I might be misinterpreting your question—I think you’re saying you want to use a GP noise model and simultaneously fit a model to the data? In this case, I would fit a model, calculate the residuals between the model and the data (simply by subtracting one from the other) and then measure your likelihood by fitting your GP model to the residuals. You can then do error estimation by seeing how your likelihood changes as you either vary your (parameterized) data model or your (flexible GP) noise model, maybe inside an MCMC scheme, and see how covariant your model is with your noise. Or you could figure out the overall uncertainty in your model by then marginalizing over all the GP noise parameters.

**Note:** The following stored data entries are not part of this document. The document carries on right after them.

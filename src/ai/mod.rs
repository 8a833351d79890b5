//! AI enhancement collaborator
//!
//! Invoked on explicit user action only, never by the history manager or
//! the auto-save coordinator. On success the caller is expected to route the
//! result through `Editor::record_history` before committing it, so AI
//! enhancements participate in undo/redo like any other edit.

pub mod client;

use async_trait::async_trait;
use serde::{Deserialize, Serialize};
use thiserror::Error;

pub use client::HfTextEnhancer;

/// Error type for enhancement calls
#[derive(Debug, Clone, Error)]
pub enum AiError {
    #[error("nothing to enhance")]
    EmptyInput,
    #[error("network error: {0}")]
    Transport(String),
    #[error("timeout")]
    Timeout,
    #[error("http {status}: {body}")]
    Http { status: u16, body: String },
    #[error("rate limited")]
    RateLimited,
    #[error("invalid api token")]
    InvalidApiKey,
    #[error("bad response: {0}")]
    Serde(String),
}

/// What kind of text is being enhanced; selects prompt and parameters
#[derive(Debug, Clone, Copy, PartialEq, Eq, Hash, Serialize, Deserialize)]
#[serde(rename_all = "kebab-case")]
pub enum EnhanceKind {
    Bio,
    Tagline,
    ProjectDescription,
    ExperienceSummary,
}

impl EnhanceKind {
    pub fn as_str(&self) -> &'static str {
        match self {
            EnhanceKind::Bio => "bio",
            EnhanceKind::Tagline => "tagline",
            EnhanceKind::ProjectDescription => "project-description",
            EnhanceKind::ExperienceSummary => "experience-summary",
        }
    }
}

/// Enhanced text plus metadata
#[derive(Debug, Clone, Serialize, Deserialize)]
pub struct Enhancement {
    /// The rewritten text
    pub text: String,
    /// Model that produced it
    pub model: String,
    /// Served from the local TTL cache rather than the endpoint
    pub cached: bool,
}

/// Text enhancement collaborator boundary
#[async_trait]
pub trait TextEnhancer: Send + Sync {
    async fn enhance(&self, kind: EnhanceKind, text: &str) -> Result<Enhancement, AiError>;
}
//! Ledger access for the orchestrator.
//!
//! `LedgerClient` is the read-and-publish surface the proof pipeline needs.
//! `LocalLedger` hosts a `PeriodEngine` in-process: every call runs under one
//! mutex, which gives the engine the serialized execution it assumes, and
//! the events each call emits are fanned out on a broadcast channel.

use parking_lot::Mutex;
use std::sync::Arc;
use tokio::sync::broadcast;
use tracing::debug;
use zkattest_core::{
    Address, Attestation, Attestor, EngineError, LedgerEvent, LedgerStore, MemoryLedger,
    PeriodEngine, PeriodId, SubmissionReceipt, VerificationResult,
};

/// Capacity of the in-process event channel before slow receivers lag.
const EVENT_CHANNEL_CAPACITY: usize = 256;

/// Ledger operations consumed by the orchestrator.
///
/// Reads return absent values rather than errors; errors are storage or
/// transport failures, or the engine's rejection of a publish.
pub trait LedgerClient: Send + Sync {
    fn current_period(&self) -> Result<PeriodId, EngineError>;

    fn required_attestor_count(&self) -> Result<usize, EngineError>;

    /// Addresses that attested for `period`, in submission order.
    fn period_attestors(&self, period: PeriodId) -> Result<Vec<Address>, EngineError>;

    fn period_attestor_count(&self, period: PeriodId) -> Result<usize, EngineError> {
        Ok(self.period_attestors(period)?.len())
    }

    fn attestor_by_name(&self, name: &str) -> Result<Option<Attestor>, EngineError>;

    fn attestation(
        &self,
        period: PeriodId,
        attestor: &Address,
    ) -> Result<Option<Attestation>, EngineError>;

    fn verification_result(
        &self,
        period: PeriodId,
    ) -> Result<Option<VerificationResult>, EngineError>;

    /// Publish with the client's operator identity.
    fn publish_verification_result(
        &self,
        period: PeriodId,
        passed: bool,
        proof_data: Vec<u8>,
    ) -> Result<(), EngineError>;
}

/// In-process ledger shared between the submitters and the orchestrator.
#[derive(Clone)]
pub struct LocalLedger {
    engine: Arc<Mutex<PeriodEngine<MemoryLedger>>>,
    events: broadcast::Sender<LedgerEvent>,
    operator: Address,
}

impl LocalLedger {
    /// Wrap an engine; `operator` is the identity used for publishing.
    pub fn new(engine: PeriodEngine<MemoryLedger>, operator: Address) -> Self {
        let (events, _) = broadcast::channel(EVENT_CHANNEL_CAPACITY);
        Self {
            engine: Arc::new(Mutex::new(engine)),
            events,
            operator,
        }
    }

    /// Receive every event emitted after this call.
    pub fn subscribe(&self) -> broadcast::Receiver<LedgerEvent> {
        self.events.subscribe()
    }

    pub fn operator(&self) -> &Address {
        &self.operator
    }

    /// Run a mutation against the engine and broadcast what it emitted.
    pub fn apply<T>(
        &self,
        op: impl FnOnce(&mut PeriodEngine<MemoryLedger>) -> Result<T, EngineError>,
    ) -> Result<T, EngineError> {
        let (result, events) = {
            let mut engine = self.engine.lock();
            let result = op(&mut engine);
            (result, engine.take_events())
        };
        for event in events {
            debug!(?event, "ledger event");
            // No receivers is fine; the backlog scan covers missed events.
            let _ = self.events.send(event);
        }
        result
    }

    /// Run a read against the engine.
    pub fn read<T>(&self, op: impl FnOnce(&PeriodEngine<MemoryLedger>) -> T) -> T {
        let engine = self.engine.lock();
        op(&engine)
    }

    pub fn register_attestor(
        &self,
        caller: &Address,
        address: Address,
        name: &str,
    ) -> Result<(), EngineError> {
        self.apply(|engine| engine.register_attestor(caller, address, name))
    }

    pub fn submit_attestation(
        &self,
        caller: &Address,
        payload: Vec<u8>,
    ) -> Result<SubmissionReceipt, EngineError> {
        self.apply(|engine| engine.submit_attestation(caller, payload))
    }

    pub fn submit_attestation_on_behalf(
        &self,
        caller: &Address,
        attestor: &Address,
        payload: Vec<u8>,
    ) -> Result<SubmissionReceipt, EngineError> {
        self.apply(|engine| engine.submit_attestation_on_behalf(caller, attestor, payload))
    }

    pub fn add_verification_rule(
        &self,
        caller: &Address,
        description: &str,
        rule_data: Vec<u8>,
    ) -> Result<usize, EngineError> {
        self.apply(|engine| engine.add_verification_rule(caller, description, rule_data))
    }

    pub fn force_advance_period(&self, caller: &Address) -> Result<PeriodId, EngineError> {
        self.apply(|engine| engine.force_advance_period(caller))
    }
}

impl LedgerClient for LocalLedger {
    fn current_period(&self) -> Result<PeriodId, EngineError> {
        self.read(|engine| engine.current_period())
    }

    fn required_attestor_count(&self) -> Result<usize, EngineError> {
        Ok(self.read(|engine| engine.store().required_attestor_count()))
    }

    fn period_attestors(&self, period: PeriodId) -> Result<Vec<Address>, EngineError> {
        self.read(|engine| engine.period_attestors(period))
    }

    fn period_attestor_count(&self, period: PeriodId) -> Result<usize, EngineError> {
        self.read(|engine| engine.period_attestor_count(period))
    }

    fn attestor_by_name(&self, name: &str) -> Result<Option<Attestor>, EngineError> {
        self.read(|engine| engine.attestor_by_name(name))
    }

    fn attestation(
        &self,
        period: PeriodId,
        attestor: &Address,
    ) -> Result<Option<Attestation>, EngineError> {
        self.read(|engine| engine.attestation(period, attestor))
    }

    fn verification_result(
        &self,
        period: PeriodId,
    ) -> Result<Option<VerificationResult>, EngineError> {
        self.read(|engine| engine.verification_result(period))
    }

    fn publish_verification_result(
        &self,
        period: PeriodId,
        passed: bool,
        proof_data: Vec<u8>,
    ) -> Result<(), EngineError> {
        let operator = self.operator.clone();
        self.apply(|engine| {
            engine.publish_verification_result(&operator, period, passed, proof_data)
        })
    }
}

Does that answer your question?

“you want to use a GP noise model and simultaneously fit a model to the data”

Yep, that’s exactly it! I’m surprised it’s not a more common problem, actually. I have to explain my data using a parametric model – in my case, particle coordinates (each produces a spherical signal). But my data, like the what you describe in your post, has locally correlated errors due to instrumentation and processing. The way we consider data error is critical in evaluating model likelihood: assuming all data points are totally independent gives a much higher “data weight” than if there is some correlation. The way I think about it, when there’s more data covariance, it’s like you have a smaller data set with fewer points to satisfy. If that makes any sense!

Your suggestion of fitting a GP to the residuals is very compelling. Say I do the fit, and in the process I estimate residual covariance. I suppose I could use it to evaluate the model likelihood by using it as the covariance function of a multivariate normal, or:

L = Normal(residual vector | 0, GP_covar).

That would involve inverting a huge matrix (the data can have millions of voxels) but it’s a promising idea. Assuming I understand your suggestion correctly! Thanks for your help.

Okay cool. I think we’re on the same page.

It does involve doing costly operations on a huge matrix, and that’s usually the biggest computational part of using a GP method like this! You can make some assumptions sometimes that may be physically warranted in this case to speed up the computation. Maybe each data point is correlated with points very close to it, but is (very nearly) uncorrelated with points far away. In that case you could assume the well-off-diagonal elements in your covariance matrix are zero, and you have a banded matrix, which is relatively more efficient to solve. More generally, if you can make an argument that any points aren’t covariant with specific other points, you can make those covariance terms exactly zero and find yourself dealing with a sparse matrix (one that’s mostly zeros) which is much more efficient.

If you do have some covariance between each point and *every* other point, then you’re probably just going to have to suck it up and do slow matrix operations. It’s a bummer, but it’s the price of modeling things correctly!